ユーロ2024敗退にイタリア人記者の怒りが爆発! ブッフォンもW杯への危機感を露わに (3ページ目)

  • パオロ・フォルコリン●文 text by Paolo Forcolin
  • 利根川晶子●訳 translation by Tonegawa Akiko

【イタリアに不足している勇気】

 ビッグクラブのトップは? インテルはラウタロ・マルティネス(アルゼンチン)にマルクス・テュラム(フランス)、ユベントスはドゥシャン・ヴラホヴィッチ(セルビア)にアルカディウシュ・ミリク(ポーランド)、ローマはロメル・ルカク(ベルギー)とパウロ・ディバラ(アルゼンチン)、ミランはオリビエ・ジルー(フランス)とラファエル・レオン(ポルトガル)......どこにもイタリア人の姿はない。

 スパレッティに与えられた選択肢は非常に少なく、それは結果にも如実に表れていた。

 一方、守備陣はまだましだった。カラフィオーリ、アレッサンドロ・バストーニ(インテル)、それから中盤ではニコロ・バレッラ(インテル)もまあいい仕事をしたが、その他の選手は代表でプレーするに値しなかった。今後はそんな彼らを強制的に排除する必要がある。特にトップは、完全に一新しなければならない。
 
 なぜイタリアサッカーはどん底にまで落ち込んでしまったのか。何千もの無意味な言葉と時間が費やされてきた。サッカースクールをもっと作る必要がある。子供たちが郊外の原っぱや道端で膝小僧をすりむきながら自由にサッカーができなくなったのが原因だ。サッカーにロマンスが無くなったからだ......。

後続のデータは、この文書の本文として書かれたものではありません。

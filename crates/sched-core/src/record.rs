//! The loosely-typed row shared by every source dataset.
//!
//! Spreadsheet exports disagree on value types: the same Course ID arrives as
//! `5`, `5.0` or `"5"` depending on the sheet. `Record` keeps the JSON value
//! as-is and offers coercing accessors, so identity comparisons happen on one
//! string form regardless of how the value was encoded.

use schemars::JsonSchema;
use serde::{Deserialize, Serialize};
use serde_json::{Map, Value};

/// A single source row: an ordered JSON object keyed by canonical field name.
#[derive(Debug, Clone, Default, PartialEq, Serialize, Deserialize, JsonSchema)]
#[serde(transparent)]
pub struct Record(Map<String, Value>);

impl Record {
    /// Non-null value of `field`.
    #[must_use]
    pub fn get(&self, field: &str) -> Option<&Value> {
        self.0.get(field).filter(|value| !value.is_null())
    }

    /// String-coerced identity value of `field`. `None` means the record is
    /// unindexable on that field.
    #[must_use]
    pub fn key(&self, field: &str) -> Option<String> {
        self.0.get(field).and_then(coerce_key)
    }

    /// Lower-cased key, for case-insensitive code comparisons.
    #[must_use]
    pub fn key_lower(&self, field: &str) -> Option<String> {
        self.key(field).map(|key| key.to_lowercase())
    }

    /// Integer-coerced value of `field` (numbers or numeric strings).
    #[must_use]
    pub fn integer(&self, field: &str) -> Option<i64> {
        self.0.get(field).and_then(coerce_integer)
    }

    /// Text form of a scalar field. Same coercion as [`Record::key`].
    #[must_use]
    pub fn text(&self, field: &str) -> Option<String> {
        self.key(field)
    }

    /// List form of `field`: a JSON array of scalars, or one comma-separated
    /// string. Blank entries are dropped.
    #[must_use]
    pub fn list(&self, field: &str) -> Vec<String> {
        match self.get(field) {
            Some(Value::Array(items)) => items.iter().filter_map(coerce_key).collect(),
            Some(value) => coerce_key(value)
                .map(|text| {
                    text.split(',')
                        .map(str::trim)
                        .filter(|item| !item.is_empty())
                        .map(str::to_string)
                        .collect()
                })
                .unwrap_or_default(),
            None => Vec::new(),
        }
    }

    pub fn insert(&mut self, field: impl Into<String>, value: Value) -> Option<Value> {
        self.0.insert(field.into(), value)
    }

    #[must_use]
    pub fn len(&self) -> usize {
        self.0.len()
    }

    #[must_use]
    pub fn is_empty(&self) -> bool {
        self.0.is_empty()
    }
}

impl From<Map<String, Value>> for Record {
    fn from(fields: Map<String, Value>) -> Self {
        Self(fields)
    }
}

/// Coerce a JSON scalar to its identity string.
///
/// Whole floats render as integers (`5.0` → `"5"`), strings are trimmed, and
/// null, empty strings, arrays and objects have no identity.
#[must_use]
pub fn coerce_key(value: &Value) -> Option<String> {
    match value {
        Value::String(text) => {
            let trimmed = text.trim();
            (!trimmed.is_empty()).then(|| trimmed.to_string())
        }
        Value::Number(number) => {
            if let Some(int) = number.as_i64() {
                return Some(int.to_string());
            }
            if let Some(uint) = number.as_u64() {
                return Some(uint.to_string());
            }
            number.as_f64().map(|float| match whole_float(float) {
                Some(int) => int.to_string(),
                None => float.to_string(),
            })
        }
        Value::Bool(flag) => Some(flag.to_string()),
        Value::Null | Value::Array(_) | Value::Object(_) => None,
    }
}

/// Coerce a JSON scalar to an integer. Fractional values are rejected.
#[must_use]
pub fn coerce_integer(value: &Value) -> Option<i64> {
    match value {
        Value::Number(number) => number
            .as_i64()
            .or_else(|| number.as_f64().and_then(whole_float)),
        Value::String(text) => {
            let trimmed = text.trim();
            trimmed
                .parse::<i64>()
                .ok()
                .or_else(|| trimmed.parse::<f64>().ok().and_then(whole_float))
        }
        _ => None,
    }
}

#[allow(clippy::cast_possible_truncation, clippy::cast_precision_loss)]
fn whole_float(float: f64) -> Option<i64> {
    if float.is_finite() && float.fract() == 0.0 && float.abs() < i64::MAX as f64 {
        Some(float as i64)
    } else {
        None
    }
}

#[cfg(test)]
mod tests {
    use serde_json::json;

    use super::*;

    fn record(value: Value) -> Record {
        serde_json::from_value(value).expect("record should deserialize")
    }

    #[test]
    fn key_coerces_numbers_and_strings_to_one_form() {
        let a = record(json!({"Course ID": 5}));
        let b = record(json!({"Course ID": 5.0}));
        let c = record(json!({"Course ID": " 5 "}));
        assert_eq!(a.key("Course ID").as_deref(), Some("5"));
        assert_eq!(b.key("Course ID").as_deref(), Some("5"));
        assert_eq!(c.key("Course ID").as_deref(), Some("5"));
    }

    #[test]
    fn missing_null_and_blank_values_have_no_key() {
        let r = record(json!({"Course ID": null, "Course Code": "   "}));
        assert_eq!(r.key("Course ID"), None);
        assert_eq!(r.key("Course Code"), None);
        assert_eq!(r.key("Room Number"), None);
    }

    #[test]
    fn fractional_floats_keep_their_fraction() {
        assert_eq!(coerce_key(&json!(2.5)).as_deref(), Some("2.5"));
        assert_eq!(coerce_integer(&json!(2.5)), None);
    }

    #[test]
    fn integer_accepts_numeric_strings() {
        assert_eq!(coerce_integer(&json!("7")), Some(7));
        assert_eq!(coerce_integer(&json!("7.0")), Some(7));
        assert_eq!(coerce_integer(&json!("seven")), None);
        assert_eq!(coerce_integer(&json!(true)), None);
    }

    #[test]
    fn get_hides_null_values() {
        let r = record(json!({"Length": null, "Credits": 3}));
        assert!(r.get("Length").is_none());
        assert_eq!(r.get("Credits"), Some(&json!(3)));
    }

    #[test]
    fn key_lower_folds_case() {
        let r = record(json!({"Course Code": "CS101"}));
        assert_eq!(r.key_lower("Course Code").as_deref(), Some("cs101"));
    }

    #[test]
    fn list_accepts_comma_strings_and_arrays() {
        let r = record(json!({
            "Available blocks": "1A, 1B,, 2C ",
            "Unavailable blocks": ["3A", 4],
            "Priority": null
        }));
        assert_eq!(r.list("Available blocks"), vec!["1A", "1B", "2C"]);
        assert_eq!(r.list("Unavailable blocks"), vec!["3A", "4"]);
        assert!(r.list("Priority").is_empty());
    }
}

 しかし、真実はイタリアサッカー界に勇気がなかったからだ。若い選手を信頼し、重要な役割を任せることをしてこなかった。スペインは16歳のラミン・ヤマル(バルセロナ)を前線に据え、トルコは19歳のケナン・ユルディズ(ユベントス)とアルダ・ギュレル(レアル・マドリード)をレギュラーとして使っている(ユベントスではユルディズはベンチが多い)。イタリアでは起こり得ないことだ。

 たとえばミランに所属の2008年生まれのフランチェスコ・カマルダは、稀有なゴールセンスを持つ優秀なストライカーだ。しかしミランは彼をトップチームデビューさせ、数分間使ったのみで満足し、またユースチームに戻してしまった。なぜならトップチームには父親と言ってもいい年齢のジルーがいたからだ。

 最初にW杯行きの切符を手に入れそこなった時に、なんですぐに手を打てなかったのかと、多くの人々はサッカー協会を非難する。確かに彼らは何もしてこなかった。だが正確に言うなら「しなかった」というより「できなかった」のほうが正しいと私は感じる。いい素材がなければ、いいチームは作れないからだ。